Hrabina po mężu cierpiała podobno najwięcej; jej wstręt do Wacława pomnożył się jeszcze i wzmógł, ale go ukryła starannie, jak wszystko, co czuła, taić była zwykła. Uśmiechem powitała krewnego, nie dała po sobie poznać boleści i otuliła się powagą i smutkiem.
Sylwan widocznie był tem mnóstwem po sobie następujących wypadków niepomyślnych przejęty głęboko i chmura smutku nad czołem jego zawisła; a zwykła mu samowolność i lekceważenie wszystkich, które każde rozdrażnienie powiększało, niezmiernie się w nim wzmogły.

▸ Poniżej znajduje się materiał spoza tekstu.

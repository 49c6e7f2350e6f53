//! Shared fixtures: a small commerce schema and a scriptable backend.

use crate::backend::{BackendColumn, ExecutionBackend, TableRef};
use crate::error::BackendError;
use crate::registry::{RawDocument, RegistrySnapshot, SourceContents};
use crate::sql::ParamMap;
use async_trait::async_trait;
use chrono::{DateTime, TimeZone, Utc};
use std::collections::HashSet;
use std::sync::atomic::{AtomicUsize, Ordering};
use std::time::Duration;

pub const ORDERS: &str = r#"
table_name: orders
description: One row per order across every storefront
date_column: order_date
platforms: [shopify, amazon, ebay]
columns:
  - name: order_id
    type: STRING
  - name: order_date
    type: DATE
  - name: customer_id
    type: STRING
  - name: product_id
    type: STRING
  - name: platform
    type: STRING
  - name: total_amount
    type: NUMERIC
    business_term: sales
    description: Order total in store currency
    aggregation_rules: [SUM, AVG]
relationships:
  - table: customers
    type: many_to_one
    keys:
      customer_id: customer_id
  - table: products
    type: many_to_one
    keys:
      product_id: product_id
common_metrics:
  - name: total_sales
    sql_template: SUM(total_amount)
    description: Total sales
  - name: order_count
    sql_template: COUNT(DISTINCT order_id)
    description: Number of orders
  - name: average_order_value
    sql_template: AVG(total_amount)
    description: Average order value
query_templates:
  - name: sales_by_platform
    type: sales
    template: |
      SELECT orders.platform, {metrics}
      FROM {table}
      {joins}
      WHERE {date_condition}
        AND {platform_condition}
      GROUP BY orders.platform
  - name: performance_by_category
    type: performance
    metrics: [total_sales, order_count]
    template: |
      SELECT products.category, {metrics}
      FROM {table}
      {joins}
      WHERE {date_condition}
        AND {platform_condition}
      GROUP BY products.category
  - name: default
    template: |
      SELECT {metrics}
      FROM {table}
      {joins}
      WHERE {date_condition}
        AND {platform_condition}
query_types: [sales, performance]
"#;

pub const CUSTOMERS: &str = r#"
table_name: customers
date_column: signup_date
columns:
  - name: customer_id
    type: STRING
  - name: customer_name
    type: STRING
    business_term: customer name
  - name: email
    type: STRING
  - name: signup_date
    type: DATE
  - name: platform
    type: STRING
  - name: lifetime_value
    type: NUMERIC
common_metrics:
  - name: customer_count
    sql_template: COUNT(DISTINCT customer_id)
    description: Number of customers
query_templates:
  - name: customer_overview
    type: customers
    metrics: [customer_count]
    template: |
      SELECT customers.platform, {metrics}
      FROM {table}
      {joins}
      WHERE {date_condition}
        AND {platform_condition}
      GROUP BY customers.platform
query_types: [customers]
"#;

pub const PRODUCTS: &str = r#"
table_name: products
columns:
  - name: product_id
    type: STRING
  - name: product_name
    type: STRING
  - name: category
    type: STRING
  - name: platform
    type: STRING
  - name: created_at
    type: TIMESTAMP
relationships:
  - table: inventory
    type: one_to_many
    keys:
      product_id: product_id
common_metrics:
  - name: unique_products
    sql_template: COUNT(DISTINCT product_id)
    description: Distinct products
query_types: [inventory, performance]
"#;

pub const INVENTORY: &str = r#"
table_name: inventory
columns:
  - name: product_id
    type: STRING
  - name: quantity
    type: INT64
    business_term: stock level
    aggregation_rules: [SUM]
  - name: reorder_point
    type: INT64
  - name: snapshot_date
    type: DATE
  - name: platform
    type: STRING
common_metrics:
  - name: stock_count
    sql_template: SUM(quantity)
    description: Units in stock
  - name: low_stock
    sql_template: COUNTIF(quantity <= reorder_point)
    description: Products at or below their reorder point
query_templates:
  - name: inventory_levels
    type: inventory
    metrics: [stock_count]
    template: |
      SELECT inventory.platform, {metrics}
      FROM {table}
      {joins}
      WHERE {date_condition}
        AND {platform_condition}
      GROUP BY inventory.platform
query_types: [inventory]
"#;

pub fn fixture_documents() -> Vec<RawDocument> {
    vec![
        RawDocument::yaml("consolidated", "consolidated/orders.yaml", ORDERS),
        RawDocument::yaml("consolidated", "consolidated/customers.yaml", CUSTOMERS),
        RawDocument::yaml("consolidated", "consolidated/products.yaml", PRODUCTS),
        RawDocument::yaml("shopify", "shopify/inventory.yaml", INVENTORY),
    ]
}

pub fn fixture_contents() -> SourceContents {
    SourceContents {
        documents: fixture_documents(),
        unreadable: Vec::new(),
    }
}

pub fn fixture_snapshot() -> RegistrySnapshot {
    RegistrySnapshot::build(fixture_contents())
}

/// Minimal valid document for one table
pub fn table_doc(namespace: &str, table: &str) -> RawDocument {
    let content = format!(
        "table_name: {table}\ncolumns:\n  - name: id\n    type: STRING\n  - name: created_at\n    type: TIMESTAMP\n"
    );
    RawDocument::yaml(namespace, &format!("{}/{}.yaml", namespace, table), &content)
}

/// 2024-03-15 12:00 UTC, a Friday
pub fn fixed_now() -> DateTime<Utc> {
    Utc.with_ymd_and_hms(2024, 3, 15, 12, 0, 0).unwrap()
}

pub fn platforms(names: &[&str]) -> Vec<String> {
    names.iter().map(|s| s.to_string()).collect()
}

/// Backend whose answers are fixed up front
#[derive(Default)]
pub struct StubBackend {
    pub missing: HashSet<String>,
    pub bytes: u64,
    pub delay: Option<Duration>,
    pub rejection: Option<String>,
    pub exists_calls: AtomicUsize,
    pub dry_run_calls: AtomicUsize,
}

impl StubBackend {
    pub fn new() -> Self {
        Self::default()
    }

    pub fn with_bytes(mut self, bytes: u64) -> Self {
        self.bytes = bytes;
        self
    }

    pub fn with_missing(mut self, table: &str) -> Self {
        self.missing.insert(table.to_string());
        self
    }

    pub fn with_delay(mut self, delay: Duration) -> Self {
        self.delay = Some(delay);
        self
    }

    pub fn with_rejection(mut self, cause: &str) -> Self {
        self.rejection = Some(cause.to_string());
        self
    }

    pub fn exists_calls(&self) -> usize {
        self.exists_calls.load(Ordering::SeqCst)
    }

    pub fn dry_run_calls(&self) -> usize {
        self.dry_run_calls.load(Ordering::SeqCst)
    }

    async fn pause(&self) {
        if let Some(delay) = self.delay {
            tokio::time::sleep(delay).await;
        }
    }
}

#[async_trait]
impl ExecutionBackend for StubBackend {
    async fn table_exists(&self, table: &TableRef) -> Result<bool, BackendError> {
        self.exists_calls.fetch_add(1, Ordering::SeqCst);
        self.pause().await;
        Ok(!self.missing.contains(&table.table))
    }

    async fn get_table_schema(&self, _table: &TableRef) -> Result<Vec<BackendColumn>, BackendError> {
        self.pause().await;
        Ok(Vec::new())
    }

    async fn dry_run(&self, _sql: &str, _params: &ParamMap) -> Result<u64, BackendError> {
        self.dry_run_calls.fetch_add(1, Ordering::SeqCst);
        self.pause().await;
        match &self.rejection {
            Some(cause) => Err(BackendError::Failed {
                operation: "dry_run".to_string(),
                cause: cause.clone(),
            }),
            None => Ok(self.bytes),
        }
    }
}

Szedł zamyślony, gniewny, dumny, z brwią namarszczoną do swoich pokojów, nie racząc nawet spojrzeć na matkę i ojca, ani się do siostry odezwać, ani swych myśli z kimkolwiek podzielić. Dumał tylko o upadku majątku, znaczenia, nadziei swoich, z rozpaczą, na którą nie widział ratunku. Przywykły uważać los za sługę słuchającego skinienia, gniewał się, że mu wydzierał to, co, jak sądził, słusznie, koniecznie mu należało. Jedyną zbawczą deską w jego głowie było ożenienie; na niem gruntował rachuby przyszłości, zbogacenia nowego i podniesienia się: nie wątpił bowiem, że na pierwsze jego wejrzenie, na wyciągnienie ręki, rzucą się ku niemu tłumami dziedziczki miljonów.

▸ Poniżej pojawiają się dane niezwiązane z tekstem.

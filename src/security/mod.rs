mod sql_guard;

pub use sql_guard::{scan, security_rules, SecurityRule};
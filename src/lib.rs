//! Commerce Query Gateway Library
//!
//! Turns a short natural-language request plus a set of storefront platforms
//! into a validated, parameterized BigQuery statement, driven entirely by
//! schema metadata.

pub mod backend;
pub mod config;
pub mod error;
pub mod registry;
pub mod router;
pub mod security;
pub mod service;
pub mod sql;

#[cfg(test)]
pub(crate) mod test_support;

Znalazłszy sobie tę pociechę i postanowiwszy udać się zaraz gdzie w obcą stronę (gdyż okolica nie była godna młodego hrabiego), uspokojony nieco, zapalił cygaro i położył się na kanapie z wice-hrabią Bragellone Dumasa.
W domu znowu zabierało się na nieporządek i rozprzężenie; popłoch, poprzedzający zwykle chwilę upadku, wszędzie czuć się dawał. Choroba hrabiego, uznanie synowca, uspokojonych czasowo, znowu poruszyły wierzycieli, sług i przyjaciół domu.